À cette méfiance, s’ajoute le développement de nouveaux courants alimentaires. Un certain nombre de nos concitoyens abandonne la viande au profit d’un régime végétarien ou végétalien, voire végan. Certains, plus extrémistes, mènent parfois des campagnes ou actions « chocs » dans le but d’affaiblir la filière viande. En outre, des scientifiques se sont lancés dans la production de « viande artificielle » en laboratoire, sans élever le moindre animal. De quoi encore inquiéter un peu plus les acteurs du monde de la viande…

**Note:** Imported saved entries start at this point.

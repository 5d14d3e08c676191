//! SweepLoop - 定期的な回収処理
//!
//! # フロー
//! 1. interval ごとに `Depot::sweep()` を実行
//! 2. 失敗は sweep 内でログに残り、次の tick で再試行
//! 3. shutdown を受けたら抜ける

use std::sync::Arc;
use std::time::Duration;

use tokio::sync::watch;
use tokio::time::MissedTickBehavior;

use super::handle::next_tick;
use crate::depot::{Depot, SweepReport};

pub struct SweepLoop {
    depot: Arc<Depot>,
    interval: Duration,
}

impl SweepLoop {
    pub fn new(depot: Arc<Depot>, interval: Duration) -> Self {
        Self { depot, interval }
    }

    pub fn from_config(depot: Arc<Depot>) -> Self {
        let secs = depot.config().recovery.sweep_interval_secs;
        Self::new(depot, Duration::from_secs(secs))
    }

    pub async fn tick(&self) -> SweepReport {
        self.depot.sweep().await
    }

    pub async fn run(self, mut shutdown_rx: watch::Receiver<bool>) {
        let mut ticker = tokio::time::interval(self.interval);
        // a slow sweep pushes the next one back instead of bunching ticks
        ticker.set_missed_tick_behavior(MissedTickBehavior::Delay);
        tracing::info!(interval_secs = self.interval.as_secs(), "sweep loop started");
        while next_tick(&mut ticker, &mut shutdown_rx).await {
            self.tick().await;
        }
        tracing::info!("sweep loop stopped");
    }
}
#[tokio::test]
async fn surge_and_economy_are_admin_only_knobs() {
    let h = Harness::new();
    let posted = h
        .depot
        .create_surge("north", Tier::new(1).unwrap(), 3, 1.5)
        .await
        .unwrap();
    assert_eq!(posted.len(), 3);
    for job in &posted {
        assert_eq!(h.depot.posting(*job).await.unwrap().surge_multiplier, 1.5);
    }
    assert!(h.depot.set_economy_multiplier(0.0).await.is_err());
    h.depot.set_economy_multiplier(1.3).await.unwrap();
    assert_eq!(h.depot.snapshot().await.economy_multiplier, 1.3);
}

#[tokio::test]
async fn suspended_actor_cannot_reserve_until_lifted() {
    let h = Harness::new();
    let actor = ActorId::from("banned");
    let job = h.post(1).await;
    h.depot.suspend(&actor, T0 + 600).await.unwrap();
    assert!(matches!(
        h.depot.reserve(job, &actor).await,
        Err(HaulError::ActorSuspended { .. })
    ));

    h.clock.advance_secs(600);
    assert_eq!(h.depot.sweep().await.suspensions_lifted, 1);
    h.depot.reserve(job, &actor).await.unwrap();
}

#[tokio::test]
async fn failing_store_does_not_fail_the_operation() {
    let h = Harness::new();
    h.store.set_failing(true);
    let (actor, load) = h.accepted("offline-disk", 1).await;
    assert_eq!(h.depot.active_load_for(&actor).await.map(|l| l.load_id), Some(load));
    assert_eq!(h.store.saves(), 0);
}

/// Store whose saves wait for the test to let them through.
struct HeldStore {
    inner: InMemoryStateStore,
    entered: tokio::sync::Notify,
    release: tokio::sync::Semaphore,
}

impl Default for HeldStore {
    fn default() -> Self {
        Self {
            inner: InMemoryStateStore::default(),
            entered: tokio::sync::Notify::default(),
            release: tokio::sync::Semaphore::new(0),
        }
    }
}

#[async_trait::async_trait]
impl StateStore for HeldStore {
    async fn load(&self) -> Result<Option<DepotSnapshot>, StoreError> {
        self.inner.load().await
    }

    async fn save(&self, snapshot: &DepotSnapshot) -> Result<(), StoreError> {
        self.entered.notify_one();
        self.release
            .acquire()
            .await
            .map_err(|e| StoreError::Io(e.to_string()))?
            .forget();
        self.inner.save(snapshot).await
    }
}

#[tokio::test(flavor = "multi_thread", worker_threads = 2)]
async fn checkpoints_during_a_slow_save_coalesce_into_one() {
    let h = Harness::new();
    let store = Arc::new(HeldStore::default());
    let mut collab = h.collab.clone();
    collab.store = Some(store.clone());
    let depot = Arc::new(Depot::new(HaulageConfig::default(), Catalog::standard(), collab));

    let first = tokio::spawn({
        let depot = depot.clone();
        async move { depot.fund(&ActorId::from("first"), 100).await }
    });
    store.entered.notified().await;

    // the save is parked; these return without waiting for it
    for n in 1..=5 {
        depot.fund(&ActorId::from("busy"), n * 10).await.unwrap();
    }
    assert_eq!(store.inner.saves(), 0);

    store.release.add_permits(16);
    first.await.unwrap().unwrap();
    assert_eq!(store.inner.saves(), 2);

    let saved = store.inner.load().await.unwrap().unwrap();
    assert_eq!(saved.ledger.balance(&ActorId::from("first")), 100);
    assert_eq!(saved.ledger.balance(&ActorId::from("busy")), 150);
}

« Malheureusement, ces tendances, négatives pour l’ensemble de la filière, s’observent surtout chez les jeunes, qui sont les consommateurs et les décideurs de demain », déplore Joseph Denoël. Et d’ajouter : « Il est temps de leur rappeler que les abattoirs, souvent critiqués et contestés, fonctionnent dans le respect du bien-être animal ».

Pression législative et motivation économique

Il en va d’ailleurs de leur intérêt, tant sur le plan législatif que sur le plan économique.

En effet, les structures d’abattage sont soumises au respect de divers règlements européens relatifs au bien-être animal, dont le règlement CE 1099/2009 sur la protection des animaux au moment de leur mise à mort. Toute infraction est lourde de conséquence et peut entraîner une fermeture de l’établissement, avec les pertes économiques et de réputation que l’on imagine. « Un guide de bonnes pratiques existe également, afin d’accompagner les professionnels dans la mise en place de mesures adéquates », précise encore M. Denoël.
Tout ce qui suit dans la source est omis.